Exercise directions: In the records below, find the lines that include "SheetDump" and copy each.

(Stored items)
↓↓↓
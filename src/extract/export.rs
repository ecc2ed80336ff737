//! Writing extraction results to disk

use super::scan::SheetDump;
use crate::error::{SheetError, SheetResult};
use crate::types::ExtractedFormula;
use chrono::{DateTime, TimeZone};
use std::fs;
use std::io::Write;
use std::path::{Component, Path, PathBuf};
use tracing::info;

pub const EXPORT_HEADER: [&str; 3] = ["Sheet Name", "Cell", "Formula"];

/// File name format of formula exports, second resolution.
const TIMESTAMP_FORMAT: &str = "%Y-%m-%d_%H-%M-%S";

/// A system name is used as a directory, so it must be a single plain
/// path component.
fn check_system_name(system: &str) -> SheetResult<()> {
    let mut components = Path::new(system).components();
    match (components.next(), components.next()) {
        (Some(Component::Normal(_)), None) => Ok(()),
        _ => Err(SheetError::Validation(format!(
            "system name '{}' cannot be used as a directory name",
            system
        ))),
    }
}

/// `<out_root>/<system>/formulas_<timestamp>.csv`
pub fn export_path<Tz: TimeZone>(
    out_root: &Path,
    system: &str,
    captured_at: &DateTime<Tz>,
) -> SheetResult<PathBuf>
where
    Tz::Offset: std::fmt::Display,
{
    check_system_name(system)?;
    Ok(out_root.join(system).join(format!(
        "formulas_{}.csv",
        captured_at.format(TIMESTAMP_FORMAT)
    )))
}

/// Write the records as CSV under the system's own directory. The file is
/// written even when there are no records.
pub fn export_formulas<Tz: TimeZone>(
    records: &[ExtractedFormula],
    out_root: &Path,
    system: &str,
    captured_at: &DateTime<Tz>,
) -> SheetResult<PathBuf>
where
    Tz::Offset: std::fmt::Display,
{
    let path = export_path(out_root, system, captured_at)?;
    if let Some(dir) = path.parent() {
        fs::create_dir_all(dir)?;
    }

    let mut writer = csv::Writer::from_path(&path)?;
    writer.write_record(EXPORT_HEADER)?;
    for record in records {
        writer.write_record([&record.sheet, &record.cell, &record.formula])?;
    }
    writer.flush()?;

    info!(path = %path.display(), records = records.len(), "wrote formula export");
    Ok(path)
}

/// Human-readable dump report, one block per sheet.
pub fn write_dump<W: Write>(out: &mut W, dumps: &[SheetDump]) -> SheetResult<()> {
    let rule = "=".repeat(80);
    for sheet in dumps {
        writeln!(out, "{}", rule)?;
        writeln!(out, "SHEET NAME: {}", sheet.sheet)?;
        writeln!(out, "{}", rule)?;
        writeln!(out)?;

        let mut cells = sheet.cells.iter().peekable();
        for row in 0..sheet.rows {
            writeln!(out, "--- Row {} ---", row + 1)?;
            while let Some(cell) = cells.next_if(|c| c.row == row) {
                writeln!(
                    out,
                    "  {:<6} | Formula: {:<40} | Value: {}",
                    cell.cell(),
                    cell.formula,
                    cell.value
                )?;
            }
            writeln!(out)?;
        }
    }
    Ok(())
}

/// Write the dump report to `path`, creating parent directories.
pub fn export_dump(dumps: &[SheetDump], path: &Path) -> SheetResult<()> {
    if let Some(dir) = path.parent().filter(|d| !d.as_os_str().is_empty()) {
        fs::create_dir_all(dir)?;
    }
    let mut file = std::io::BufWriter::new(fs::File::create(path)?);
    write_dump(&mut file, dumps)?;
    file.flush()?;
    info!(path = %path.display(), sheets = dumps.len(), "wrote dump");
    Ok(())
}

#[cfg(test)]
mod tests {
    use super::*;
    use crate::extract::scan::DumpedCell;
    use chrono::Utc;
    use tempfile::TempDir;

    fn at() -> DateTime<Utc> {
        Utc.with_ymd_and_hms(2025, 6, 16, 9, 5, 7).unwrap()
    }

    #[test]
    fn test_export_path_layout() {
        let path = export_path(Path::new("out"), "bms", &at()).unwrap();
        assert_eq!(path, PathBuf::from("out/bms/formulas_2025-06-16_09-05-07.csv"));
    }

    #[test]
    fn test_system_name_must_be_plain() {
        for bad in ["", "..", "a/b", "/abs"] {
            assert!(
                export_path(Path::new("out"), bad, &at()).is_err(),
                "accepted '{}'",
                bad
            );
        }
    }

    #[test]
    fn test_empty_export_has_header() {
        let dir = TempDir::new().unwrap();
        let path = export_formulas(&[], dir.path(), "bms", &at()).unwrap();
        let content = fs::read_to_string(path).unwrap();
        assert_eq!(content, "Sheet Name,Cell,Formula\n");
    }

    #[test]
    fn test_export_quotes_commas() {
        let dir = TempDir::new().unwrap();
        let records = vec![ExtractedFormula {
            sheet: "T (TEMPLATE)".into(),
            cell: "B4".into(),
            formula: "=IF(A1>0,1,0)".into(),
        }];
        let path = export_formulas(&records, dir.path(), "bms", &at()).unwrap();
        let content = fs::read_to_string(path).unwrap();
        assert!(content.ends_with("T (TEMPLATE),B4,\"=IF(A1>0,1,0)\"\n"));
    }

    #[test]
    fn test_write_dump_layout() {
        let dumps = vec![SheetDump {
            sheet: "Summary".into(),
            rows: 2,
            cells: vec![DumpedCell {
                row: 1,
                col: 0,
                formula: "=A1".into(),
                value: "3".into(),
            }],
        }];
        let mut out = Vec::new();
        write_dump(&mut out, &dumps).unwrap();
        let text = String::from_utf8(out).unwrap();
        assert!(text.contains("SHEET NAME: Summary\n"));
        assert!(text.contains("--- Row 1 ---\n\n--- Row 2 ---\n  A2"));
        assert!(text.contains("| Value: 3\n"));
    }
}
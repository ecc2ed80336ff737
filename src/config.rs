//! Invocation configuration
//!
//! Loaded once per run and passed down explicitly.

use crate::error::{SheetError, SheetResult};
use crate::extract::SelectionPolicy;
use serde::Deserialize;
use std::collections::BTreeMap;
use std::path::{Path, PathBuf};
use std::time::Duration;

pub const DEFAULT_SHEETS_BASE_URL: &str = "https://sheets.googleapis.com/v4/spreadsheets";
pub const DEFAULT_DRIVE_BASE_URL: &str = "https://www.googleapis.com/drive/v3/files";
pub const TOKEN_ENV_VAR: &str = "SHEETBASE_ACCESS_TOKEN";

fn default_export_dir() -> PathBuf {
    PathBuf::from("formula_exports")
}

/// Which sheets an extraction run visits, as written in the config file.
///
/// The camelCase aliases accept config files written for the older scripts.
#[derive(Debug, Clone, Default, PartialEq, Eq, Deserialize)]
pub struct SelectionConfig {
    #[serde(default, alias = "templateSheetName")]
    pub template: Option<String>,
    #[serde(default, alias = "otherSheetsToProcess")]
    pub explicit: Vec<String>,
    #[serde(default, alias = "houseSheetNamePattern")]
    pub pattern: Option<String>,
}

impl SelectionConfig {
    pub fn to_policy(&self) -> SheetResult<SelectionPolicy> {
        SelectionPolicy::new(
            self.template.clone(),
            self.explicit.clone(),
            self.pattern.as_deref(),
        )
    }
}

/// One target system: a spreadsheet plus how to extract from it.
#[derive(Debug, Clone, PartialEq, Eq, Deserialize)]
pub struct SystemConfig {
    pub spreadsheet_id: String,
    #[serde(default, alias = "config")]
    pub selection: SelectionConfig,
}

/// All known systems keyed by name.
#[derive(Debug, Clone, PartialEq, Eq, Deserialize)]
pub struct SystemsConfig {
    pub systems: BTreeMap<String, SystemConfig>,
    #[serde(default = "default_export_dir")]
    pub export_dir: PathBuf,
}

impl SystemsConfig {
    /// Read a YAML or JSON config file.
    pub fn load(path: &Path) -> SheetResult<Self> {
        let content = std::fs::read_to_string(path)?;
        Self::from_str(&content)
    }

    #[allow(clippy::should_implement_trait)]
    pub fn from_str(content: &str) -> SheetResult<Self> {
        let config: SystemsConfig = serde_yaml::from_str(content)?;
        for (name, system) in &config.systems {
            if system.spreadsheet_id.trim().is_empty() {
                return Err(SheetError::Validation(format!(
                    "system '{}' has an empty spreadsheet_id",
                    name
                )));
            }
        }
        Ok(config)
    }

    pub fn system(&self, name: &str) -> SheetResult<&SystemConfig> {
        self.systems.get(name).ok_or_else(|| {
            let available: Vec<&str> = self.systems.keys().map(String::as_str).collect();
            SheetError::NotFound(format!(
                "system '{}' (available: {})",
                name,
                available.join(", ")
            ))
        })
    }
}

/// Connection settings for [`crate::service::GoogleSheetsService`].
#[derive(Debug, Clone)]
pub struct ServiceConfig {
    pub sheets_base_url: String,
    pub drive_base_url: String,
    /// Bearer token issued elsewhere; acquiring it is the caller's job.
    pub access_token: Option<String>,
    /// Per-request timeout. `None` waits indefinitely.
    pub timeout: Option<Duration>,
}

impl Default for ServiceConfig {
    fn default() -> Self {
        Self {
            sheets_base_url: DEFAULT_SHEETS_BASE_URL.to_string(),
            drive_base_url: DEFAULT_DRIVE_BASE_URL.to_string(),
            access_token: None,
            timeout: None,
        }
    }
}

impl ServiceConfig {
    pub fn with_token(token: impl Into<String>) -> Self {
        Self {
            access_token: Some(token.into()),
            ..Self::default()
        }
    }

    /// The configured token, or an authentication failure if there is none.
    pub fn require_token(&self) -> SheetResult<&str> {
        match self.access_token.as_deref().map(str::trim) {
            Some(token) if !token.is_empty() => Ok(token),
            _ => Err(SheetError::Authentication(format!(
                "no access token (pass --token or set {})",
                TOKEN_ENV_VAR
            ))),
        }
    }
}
↑↑↑
Result of the task:
use super::scan::SheetDump;
pub fn write_dump<W: Write>(out: &mut W, dumps: &[SheetDump]) -> SheetResult<()> {
pub fn export_dump(dumps: &[SheetDump], path: &Path) -> SheetResult<()> {
        let dumps = vec![SheetDump {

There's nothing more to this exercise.